■ WHAT YOU HAVE TO DO
Would you print the entire listing exactly, leaving nothing out?

■ SOURCE DATA

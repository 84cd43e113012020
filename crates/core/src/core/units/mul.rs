//! Wallace-tree multiplier.
//!
//! A three-cycle multiply unit for MUL/MULH/MULHSU/MULHU. The datapath
//! mirrors a carry-save hardware tree operating on 33-bit operands (32 data
//! bits plus a sign bit so every variant reduces to one signed x signed
//! scheme):
//!
//! 1. **Cycle 1:** generate the partial-product rows and compress them to at
//!    most 10 rows with layers of 3:2 carry-save adders.
//! 2. **Cycle 2:** compress the 10 rows down to a sum/carry pair.
//! 3. **Cycle 3:** 66-bit final addition, then select the low word (MUL) or
//!    the high word (MULH family).
//!
//! The unit holds exactly one operation in flight; the hazard unit stalls the
//! front end while it is busy. A pipeline flush cancels the in-flight work.
//!
//! All row arithmetic is carried out modulo 2^66. The sign-bit row enters the
//! tree two's-complement negated (weight -2^32 in a 33-bit operand), which
//! makes the truncated sum exact for every signedness variant.

use crate::core::pipeline::signals::MulOp;
use crate::core::units::UnitResult;

/// Width of the carry-save rows: a 33x33-bit product needs 66 bits.
const ROW_BITS: u32 = 66;

/// Mask selecting the low 66 bits of a row.
const ROW_MASK: u128 = (1 << ROW_BITS) - 1;

/// Rows remaining after the first compression cycle.
const STAGE1_ROWS: usize = 10;

/// Internal pipeline state of the multiplier.
enum MulState {
    /// No operation in flight.
    Idle,
    /// Operands captured at issue; partial products not yet generated.
    Operands { a: u32, b: u32 },
    /// After cycle 1: at most ten carry-save rows.
    Compressed { rows: [u128; STAGE1_ROWS] },
    /// After cycle 2: the final sum/carry pair.
    SumCarry { sum: u128, carry: u128 },
}

/// Three-cycle Wallace-tree multiply unit.
pub struct Multiplier {
    state: MulState,
    op: MulOp,
    rd: usize,
}

impl Multiplier {
    /// Creates an idle multiplier.
    pub fn new() -> Self {
        Self {
            state: MulState::Idle,
            op: MulOp::Mul,
            rd: 0,
        }
    }

    /// True while an operation is in flight.
    pub fn busy(&self) -> bool {
        !matches!(self.state, MulState::Idle)
    }

    /// Captures operands and starts a multiply. The caller must check
    /// `busy()` first; the unit holds a single operation.
    pub fn issue(&mut self, a: u32, b: u32, op: MulOp, rd: usize) {
        self.state = MulState::Operands { a, b };
        self.op = op;
        self.rd = rd;
    }

    /// Discards the in-flight operation (pipeline flush).
    pub fn cancel(&mut self) {
        self.state = MulState::Idle;
    }

    /// Advances the unit by one cycle. Returns the result on the third
    /// cycle after issue, `None` otherwise.
    pub fn tick(&mut self) -> Option<UnitResult> {
        match std::mem::replace(&mut self.state, MulState::Idle) {
            MulState::Idle => None,
            MulState::Operands { a, b } => {
                let rows = generate_rows(a, b, self.op);
                let compressed = compress_to(rows, STAGE1_ROWS);
                let mut fixed = [0u128; STAGE1_ROWS];
                fixed[..compressed.len()].copy_from_slice(&compressed);
                self.state = MulState::Compressed { rows: fixed };
                None
            }
            MulState::Compressed { rows } => {
                let pair = compress_to(rows.to_vec(), 2);
                self.state = MulState::SumCarry {
                    sum: pair[0],
                    carry: pair.get(1).copied().unwrap_or(0),
                };
                None
            }
            MulState::SumCarry { sum, carry } => {
                let total = (sum + carry) & ROW_MASK;
                let product = total as u64;
                let value = match self.op {
                    MulOp::Mul => product as u32,
                    MulOp::Mulh | MulOp::Mulhsu | MulOp::Mulhu => (product >> 32) as u32,
                };
                Some(UnitResult {
                    rd: self.rd,
                    value,
                })
            }
        }
    }
}

impl Default for Multiplier {
    fn default() -> Self {
        Self::new()
    }
}

/// Generates the 33 partial-product rows for `a * b` under the given
/// signedness variant.
///
/// Operand `a` is extended to a 66-bit two's-complement row; operand `b` is
/// extended to 33 bits. Rows 0..=31 are plain shifted copies gated by the
/// low bits of `b`; row 32 is the *negated* shifted copy because bit 32 of a
/// 33-bit two's-complement value carries weight -2^32. For the unsigned
/// variants bit 32 is clear and the row never fires.
fn generate_rows(a: u32, b: u32, op: MulOp) -> Vec<u128> {
    let a_signed = matches!(op, MulOp::Mul | MulOp::Mulh | MulOp::Mulhsu);
    let b_signed = matches!(op, MulOp::Mul | MulOp::Mulh);

    let a_ext: u128 = if a_signed {
        (a as i32 as i128 as u128) & ROW_MASK
    } else {
        a as u128
    };
    let b_ext: u64 = if b_signed {
        (b as i32 as i64 as u64) & 0x1_FFFF_FFFF
    } else {
        b as u64
    };

    let mut rows = Vec::with_capacity(33);
    for i in 0..32 {
        if (b_ext >> i) & 1 != 0 {
            rows.push((a_ext << i) & ROW_MASK);
        } else {
            rows.push(0);
        }
    }
    if (b_ext >> 32) & 1 != 0 {
        rows.push((a_ext << 32).wrapping_neg() & ROW_MASK);
    } else {
        rows.push(0);
    }
    rows
}

/// One 3:2 carry-save adder: three rows in, sum and shifted carry out.
fn csa(a: u128, b: u128, c: u128) -> (u128, u128) {
    let sum = a ^ b ^ c;
    let carry = ((a & b) | (a & c) | (b & c)) << 1;
    (sum & ROW_MASK, carry & ROW_MASK)
}

/// Applies 3:2 compression layers until at most `target` rows remain.
fn compress_to(mut rows: Vec<u128>, target: usize) -> Vec<u128> {
    while rows.len() > target {
        let mut next = Vec::with_capacity(rows.len() * 2 / 3 + 1);
        let mut chunks = rows.chunks_exact(3);
        for chunk in &mut chunks {
            let (sum, carry) = csa(chunk[0], chunk[1], chunk[2]);
            next.push(sum);
            next.push(carry);
        }
        next.extend_from_slice(chunks.remainder());
        rows = next;
    }
    rows
}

■ TASK ANSWER
repository 84cd43e113012020
filename crates/core/src/core/units/mul.rs
//! Wallace-tree multiplier.
//!
//! A three-cycle multiply unit for MUL/MULH/MULHSU/MULHU. The datapath
//! mirrors a carry-save hardware tree operating on 33-bit operands (32 data
//! bits plus a sign bit so every variant reduces to one signed x signed
//! scheme):
//!
//! 1. **Cycle 1:** generate the partial-product rows and compress them to at
//!    most 10 rows with layers of 3:2 carry-save adders.
//! 2. **Cycle 2:** compress the 10 rows down to a sum/carry pair.
//! 3. **Cycle 3:** 66-bit final addition, then select the low word (MUL) or
//!    the high word (MULH family).
//!
//! The unit holds exactly one operation in flight; the hazard unit stalls the
//! front end while it is busy. A pipeline flush cancels the in-flight work.
//!
//! All row arithmetic is carried out modulo 2^66. The sign-bit row enters the
//! tree two's-complement negated (weight -2^32 in a 33-bit operand), which
//! makes the truncated sum exact for every signedness variant.

use crate::core::pipeline::signals::MulOp;
use crate::core::units::UnitResult;

/// Width of the carry-save rows: a 33x33-bit product needs 66 bits.
const ROW_BITS: u32 = 66;

/// Mask selecting the low 66 bits of a row.
const ROW_MASK: u128 = (1 << ROW_BITS) - 1;

/// Rows remaining after the first compression cycle.
const STAGE1_ROWS: usize = 10;

/// Internal pipeline state of the multiplier.
enum MulState {
    /// No operation in flight.
    Idle,
    /// Operands captured at issue; partial products not yet generated.
    Operands { a: u32, b: u32 },
    /// After cycle 1: at most ten carry-save rows.
    Compressed { rows: [u128; STAGE1_ROWS] },
    /// After cycle 2: the final sum/carry pair.
    SumCarry { sum: u128, carry: u128 },
}

/// Three-cycle Wallace-tree multiply unit.
pub struct Multiplier {
    state: MulState,
    op: MulOp,
    rd: usize,
}

impl Multiplier {
    /// Creates an idle multiplier.
    pub fn new() -> Self {
        Self {
            state: MulState::Idle,
            op: MulOp::Mul,
            rd: 0,
        }
    }

    /// True while an operation is in flight.
    pub fn busy(&self) -> bool {
        !matches!(self.state, MulState::Idle)
    }

    /// Captures operands and starts a multiply. The caller must check
    /// `busy()` first; the unit holds a single operation.
    pub fn issue(&mut self, a: u32, b: u32, op: MulOp, rd: usize) {
        self.state = MulState::Operands { a, b };
        self.op = op;
        self.rd = rd;
    }

    /// Discards the in-flight operation (pipeline flush).
    pub fn cancel(&mut self) {
        self.state = MulState::Idle;
    }

    /// Advances the unit by one cycle. Returns the result on the third
    /// cycle after issue, `None` otherwise.
    pub fn tick(&mut self) -> Option<UnitResult> {
        match std::mem::replace(&mut self.state, MulState::Idle) {
            MulState::Idle => None,
            MulState::Operands { a, b } => {
                let rows = generate_rows(a, b, self.op);
                let compressed = compress_to(rows, STAGE1_ROWS);
                let mut fixed = [0u128; STAGE1_ROWS];
                fixed[..compressed.len()].copy_from_slice(&compressed);
                self.state = MulState::Compressed { rows: fixed };
                None
            }
            MulState::Compressed { rows } => {
                let pair = compress_to(rows.to_vec(), 2);
                self.state = MulState::SumCarry {
                    sum: pair[0],
                    carry: pair.get(1).copied().unwrap_or(0),
                };
                None
            }
            MulState::SumCarry { sum, carry } => {
                let total = (sum + carry) & ROW_MASK;
                let product = total as u64;
                let value = match self.op {
                    MulOp::Mul => product as u32,
                    MulOp::Mulh | MulOp::Mulhsu | MulOp::Mulhu => (product >> 32) as u32,
                };
                Some(UnitResult {
                    rd: self.rd,
                    value,
                })
            }
        }
    }
}

impl Default for Multiplier {
    fn default() -> Self {
        Self::new()
    }
}

/// Generates the 33 partial-product rows for `a * b` under the given
/// signedness variant.
///
/// Operand `a` is extended to a 66-bit two's-complement row; operand `b` is
/// extended to 33 bits. Rows 0..=31 are plain shifted copies gated by the
/// low bits of `b`; row 32 is the *negated* shifted copy because bit 32 of a
/// 33-bit two's-complement value carries weight -2^32. For the unsigned
/// variants bit 32 is clear and the row never fires.
fn generate_rows(a: u32, b: u32, op: MulOp) -> Vec<u128> {
    let a_signed = matches!(op, MulOp::Mul | MulOp::Mulh | MulOp::Mulhsu);
    let b_signed = matches!(op, MulOp::Mul | MulOp::Mulh);

    let a_ext: u128 = if a_signed {
        (a as i32 as i128 as u128) & ROW_MASK
    } else {
        a as u128
    };
    let b_ext: u64 = if b_signed {
        (b as i32 as i64 as u64) & 0x1_FFFF_FFFF
    } else {
        b as u64
    };

    let mut rows = Vec::with_capacity(33);
    for i in 0..32 {
        if (b_ext >> i) & 1 != 0 {
            rows.push((a_ext << i) & ROW_MASK);
        } else {
            rows.push(0);
        }
    }
    if (b_ext >> 32) & 1 != 0 {
        rows.push((a_ext << 32).wrapping_neg() & ROW_MASK);
    } else {
        rows.push(0);
    }
    rows
}

/// One 3:2 carry-save adder: three rows in, sum and shifted carry out.
fn csa(a: u128, b: u128, c: u128) -> (u128, u128) {
    let sum = a ^ b ^ c;
    let carry = ((a & b) | (a & c) | (b & c)) << 1;
    (sum & ROW_MASK, carry & ROW_MASK)
}

/// Applies 3:2 compression layers until at most `target` rows remain.
fn compress_to(mut rows: Vec<u128>, target: usize) -> Vec<u128> {
    while rows.len() > target {
        let mut next = Vec::with_capacity(rows.len() * 2 / 3 + 1);
        let mut chunks = rows.chunks_exact(3);
        for chunk in &mut chunks {
            let (sum, carry) = csa(chunk[0], chunk[1], chunk[2]);
            next.push(sum);
            next.push(carry);
        }
        next.extend_from_slice(chunks.remainder());
        rows = next;
    }
    rows
}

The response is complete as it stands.